Scenario B: The Republicans keep the Senate but lose the House
Since this is the consensus outcome at this point, there likely isn’t much impact to the market. There could be a short-term, knee-jerk reaction down, but don’t expect any lasting effect. There will be a lot of talk of impeachment, and Trump could actually be impeached. However, it is unlikely that he would be removed from office, and we find it hard to image he would resign. The uncertainty of that process could cause further short-term market ups and downs. The President’s agenda will probably still move forward through executive order under this scenario. These will mostly be challenged in court, resulting in very little getting accomplished, which historically has been good for stocks.
Scenario C: The Democrats take control of both the House and Senate
This scenario could be bad for the market, first because it is unexpected. Secondly, because it creates uncertainty around the economic policies that have recently been put in place. Emboldened Democrats could try to roll back the new lower corporate tax rates, and propose new legislation with tighter regulations. There would undoubtedly be gridlock with a split government, but the Democrats would have enough influence to try to enact some of their own policies, possibly by tying future debt ceiling increases to policy concessions.

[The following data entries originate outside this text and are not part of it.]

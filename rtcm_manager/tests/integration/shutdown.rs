//! Integration test: requests once the cycle thread has exited.
//!
//! Nothing serves the request slot any more, so every request must fail
//! with `ERR_SHUT_DOWN` instead of blocking.

use super::mocks::{Fixture, spec, wait_for};
use rtcm_common::types::{LifecycleState, Strictness};
use rtcm_manager::{CycleConfig, CycleError, CycleRunner, ManagerError};
use std::sync::Arc;
use std::sync::mpsc;
use std::thread;
use std::time::Duration;

/// Run `request` on another thread; `None` if it is still blocked after
/// two seconds.
fn within_deadline<F>(request: F) -> Option<Result<(), ManagerError>>
where
    F: FnOnce() -> Result<(), ManagerError> + Send + 'static,
{
    let (tx, rx) = mpsc::channel();
    thread::spawn(move || {
        let _ = tx.send(request());
    });
    rx.recv_timeout(Duration::from_secs(2)).ok()
}

#[test]
fn requests_fail_after_cycle_stops() {
    let fx = Fixture::new();
    let cycle = CycleRunner::new(Arc::clone(&fx.manager), CycleConfig::default())
        .spawn()
        .unwrap();
    fx.load(&["a"]);
    fx.manager
        .switch_controller(&["a"], &[], Strictness::Strict)
        .unwrap();
    cycle.stop().unwrap();
    assert!(fx.manager.is_shut_down());

    let manager = Arc::clone(&fx.manager);
    assert_eq!(
        within_deadline(move || manager.load_controller("c")),
        Some(Err(ManagerError::ShutDown))
    );
    let manager = Arc::clone(&fx.manager);
    assert_eq!(
        within_deadline(move || manager.stop_all()),
        Some(Err(ManagerError::ShutDown))
    );
    assert_eq!(fx.manager.controller_state("a"), Some(LifecycleState::Running));
    assert!(!fx.manager.has_pending_request());
}

#[test]
fn panicking_cycle_releases_callers() {
    let fx = Fixture::new();
    fx.manager
        .set_controller_spec(spec("bomb", &["j2"]).with_param("panic_update", true));
    let cycle = CycleRunner::new(Arc::clone(&fx.manager), CycleConfig::default())
        .spawn()
        .unwrap();
    fx.load(&["bomb", "a"]);

    // The switch completes before the first update panics.
    fx.manager
        .switch_controller(&["bomb"], &[], Strictness::Strict)
        .unwrap();
    assert!(wait_for(|| fx.manager.is_shut_down()));
    assert!(wait_for(|| !cycle.is_running()));

    let manager = Arc::clone(&fx.manager);
    assert_eq!(
        within_deadline(move || manager.switch_controller(&["a"], &[], Strictness::Strict)),
        Some(Err(ManagerError::ShutDown))
    );
    assert!(matches!(cycle.stop(), Err(CycleError::Panicked)));
}
//! `rtcm_manager` configuration file.
//!
//! ```toml
//! [shared]
//! service_name = "rtcm"
//!
//! [cycle]
//! cycle_time_us = 1000
//!
//! [[hardware.joints]]
//! name = "joint1"
//!
//! [[controllers]]
//! name = "joint1_position"
//! type = "JointPositionController"
//! autostart = true
//! [controllers.params]
//! joints = ["joint1"]
//! ```

use crate::sim::SimHardwareConfig;
use rtcm_common::config::{ConfigError, SharedConfig, Validate};
use rtcm_common::consts::{
    DEFAULT_CPU_CORE, DEFAULT_CYCLE_TIME_US, DEFAULT_RT_PRIORITY, MAX_CYCLE_TIME_US,
    MIN_CYCLE_TIME_US,
};
use rtcm_common::controller::ControllerSpec;
use serde::{Deserialize, Serialize};
use std::collections::BTreeSet;
use std::time::Duration;

fn default_cycle_time_us() -> u32 {
    DEFAULT_CYCLE_TIME_US
}

fn default_cpu_core() -> usize {
    DEFAULT_CPU_CORE
}

fn default_rt_priority() -> i32 {
    DEFAULT_RT_PRIORITY
}

/// `[cycle]` section: periodic thread pacing and RT setup.
#[derive(Debug, Clone, PartialEq, Eq, Serialize, Deserialize)]
pub struct CycleConfig {
    /// Tick period [µs].
    #[serde(default = "default_cycle_time_us")]
    pub cycle_time_us: u32,
    /// CPU core the periodic thread is pinned to (`rt` feature).
    #[serde(default = "default_cpu_core")]
    pub cpu_core: usize,
    /// SCHED_FIFO priority (`rt` feature).
    #[serde(default = "default_rt_priority")]
    pub rt_priority: i32,
    /// Stop the cycle on the first overrun instead of logging it.
    #[serde(default)]
    pub abort_on_overrun: bool,
}

impl Default for CycleConfig {
    fn default() -> Self {
        Self {
            cycle_time_us: DEFAULT_CYCLE_TIME_US,
            cpu_core: DEFAULT_CPU_CORE,
            rt_priority: DEFAULT_RT_PRIORITY,
            abort_on_overrun: false,
        }
    }
}

impl CycleConfig {
    /// Tick period.
    pub fn period(&self) -> Duration {
        Duration::from_micros(u64::from(self.cycle_time_us))
    }
}

impl Validate for CycleConfig {
    fn validate(&self) -> Result<(), ConfigError> {
        if !(MIN_CYCLE_TIME_US..=MAX_CYCLE_TIME_US).contains(&self.cycle_time_us) {
            return Err(ConfigError::ValidationError(format!(
                "cycle_time_us {} outside [{MIN_CYCLE_TIME_US}, {MAX_CYCLE_TIME_US}]",
                self.cycle_time_us
            )));
        }
        if !(1..=99).contains(&self.rt_priority) {
            return Err(ConfigError::ValidationError(format!(
                "rt_priority {} outside [1, 99]",
                self.rt_priority
            )));
        }
        Ok(())
    }
}

/// Complete `rtcm_manager` configuration.
#[derive(Debug, Clone, PartialEq, Serialize, Deserialize)]
pub struct ManagerConfig {
    pub shared: SharedConfig,
    #[serde(default)]
    pub cycle: CycleConfig,
    #[serde(default)]
    pub hardware: SimHardwareConfig,
    #[serde(default)]
    pub controllers: Vec<ControllerSpec>,
}

impl Validate for ManagerConfig {
    fn validate(&self) -> Result<(), ConfigError> {
        self.shared.validate()?;
        self.cycle.validate()?;

        let mut joints = BTreeSet::new();
        for joint in &self.hardware.joints {
            if !joints.insert(joint.name.as_str()) {
                return Err(ConfigError::ValidationError(format!(
                    "duplicate joint '{}'",
                    joint.name
                )));
            }
        }

        let mut names = BTreeSet::new();
        for spec in &self.controllers {
            if spec.name.trim().is_empty() {
                return Err(ConfigError::ValidationError(
                    "controller name cannot be empty".to_string(),
                ));
            }
            if spec.type_name.trim().is_empty() {
                return Err(ConfigError::ValidationError(format!(
                    "controller '{}' has no type",
                    spec.name
                )));
            }
            if !names.insert(spec.name.as_str()) {
                return Err(ConfigError::ValidationError(format!(
                    "duplicate controller '{}'",
                    spec.name
                )));
            }
        }
        Ok(())
    }
}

There is, of course, a social agenda that accompanies either party, and we’ve intentionally limited this discussion to only economic issues. From an economic perspective, there is much to be optimistic about. As noted in a nearby article, the current economic expansion could still have a long way to run. The economy is strong and there aren’t too many signs of a slowdown. Regardless of what happens in November, and the market’s knee-jerk reaction to it, the markets could keep marching higher for some time.